September 22, 1975 | San Francisco
An accountant and divorced mother of four, she was fired from her job at Ford on Sept. 22, 1975, as she was leaving the president after a speech at the St. Francis Hotel in downtown San Francisco.
The single shot she fired from her .38-caliber revolver missed a few feet after Oliver Sipple, a disabled Vietnam War veteran, grabbed Ford’s arm and pulled him down.
San Francisco police have dealt with Moore in the past and viewed her as a potential threat to the president.
Two days before the assassination attempt, she was arrested on the street with a .44 caliber revolver in her purse and boxes of ammunition in her car.
Police notified the Secret Service, who questioned her and released her. Less than 48 hours later, she bought a .38-caliber gun from a friend and took up position among a crowd of several thousand people outside St. Francis Church and attempted the history-making shooting.

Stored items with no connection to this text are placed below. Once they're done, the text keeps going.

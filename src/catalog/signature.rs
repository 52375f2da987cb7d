//! Schema signatures
//!
//! A signature is the Blake3 digest of a schema's canonical text with
//! surrounding whitespace stripped. It names the schema in the store, the
//! transient cache and the type registry.

use blake3::Hasher;
use serde::{Deserialize, Deserializer, Serialize, Serializer};
use std::fmt;
use std::str::FromStr;
use std::sync::LazyLock;

use super::codec::{self, DEFAULT_MODEL_XML, Schema};
use super::error::SignatureError;

/// Prefix of dynamic type names derived from a signature
pub const TYPE_NAME_PREFIX: &str = "I";

/// Signature of the built-in empty schema. Its store entry is immutable.
pub static DEFAULT_SIGNATURE: LazyLock<Signature> =
    LazyLock::new(|| Signature::of_text(DEFAULT_MODEL_XML));

/// Content hash of a schema's canonical text
#[derive(Clone, Copy, PartialEq, Eq, Hash, PartialOrd, Ord)]
pub struct Signature([u8; 32]);

impl Signature {
    /// Hash schema text; leading and trailing whitespace is ignored
    pub fn of_text(text: &str) -> Self {
        let mut hasher = Hasher::new();
        hasher.update(text.trim().as_bytes());
        Self(*hasher.finalize().as_bytes())
    }

    /// Hash the canonical encoding of a materialized schema
    pub fn of_schema(schema: &Schema) -> Self {
        Self::of_text(&codec::encode(schema))
    }

    /// Parse a 64 character hex digest
    pub fn from_hex(hex: &str) -> Result<Self, SignatureError> {
        blake3::Hash::from_hex(hex)
            .map(|hash| Self(*hash.as_bytes()))
            .map_err(|_| SignatureError::InvalidHex(hex.to_string()))
    }

    /// Lowercase hex rendering, the form used as a storage key
    pub fn to_hex(&self) -> String {
        blake3::Hash::from(self.0).to_hex().to_string()
    }

    /// Raw digest bytes
    pub fn as_bytes(&self) -> &[u8; 32] {
        &self.0
    }

    /// Whether this is the reserved default signature
    pub fn is_default(&self) -> bool {
        *self == *DEFAULT_SIGNATURE
    }

    /// Name of the dynamic type registered for this signature
    pub fn type_name(&self) -> String {
        format!("{}{}", TYPE_NAME_PREFIX, self.to_hex())
    }

    /// Recover a signature from a dynamic type name
    pub fn from_type_name(name: &str) -> Option<Self> {
        name.strip_prefix(TYPE_NAME_PREFIX)
            .and_then(|hex| Self::from_hex(hex).ok())
    }
}

impl fmt::Display for Signature {
    fn fmt(&self, f: &mut fmt::Formatter<'_>) -> fmt::Result {
        write!(f, "{}", self.to_hex())
    }
}

impl fmt::Debug for Signature {
    fn fmt(&self, f: &mut fmt::Formatter<'_>) -> fmt::Result {
        write!(f, "Signature({})", self.to_hex())
    }
}

impl FromStr for Signature {
    type Err = SignatureError;

    fn from_str(s: &str) -> Result<Self, Self::Err> {
        Self::from_hex(s.trim())
    }
}

impl Serialize for Signature {
    fn serialize<S>(&self, serializer: S) -> Result<S::Ok, S::Error>
    where
        S: Serializer,
    {
        serializer.serialize_str(&self.to_hex())
    }
}

impl<'de> Deserialize<'de> for Signature {
    fn deserialize<D>(deserializer: D) -> Result<Self, D::Error>
    where
        D: Deserializer<'de>,
    {
        let text = String::deserialize(deserializer)?;
        Self::from_hex(&text).map_err(serde::de::Error::custom)
    }
}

Moore had received psychiatric treatment before shooting Ford, and her lawyers had prepared an insanity defense. She pleaded guilty over her lawyers’ objections.
After receiving his sentence, Moore expressed mixed feelings about his actions.
“Do I regret trying?” she said. “Yes and no. Yes, because it accomplished very little except ruin the rest of my life. … And no, I don’t regret trying, because at the time it seemed like the right expression of my anger.”
Sipple, a former Marine who subdued her, said the public attention the heroic act had drawn had ruined his life.
Sipple, a Marine veteran on a disability pension, was gay, a fact his family did not know until it was made public in the newspaper.
He sued seven newspapers, including The Times, for $15 million for invasion of privacy, but a judge dismissed the lawsuit. Sipple died in 1989 at age 47. He was in poor health and had been drinking heavily.
That year, he said he would be “forever grateful” for the actions of the former Marines who thwarted the assassination.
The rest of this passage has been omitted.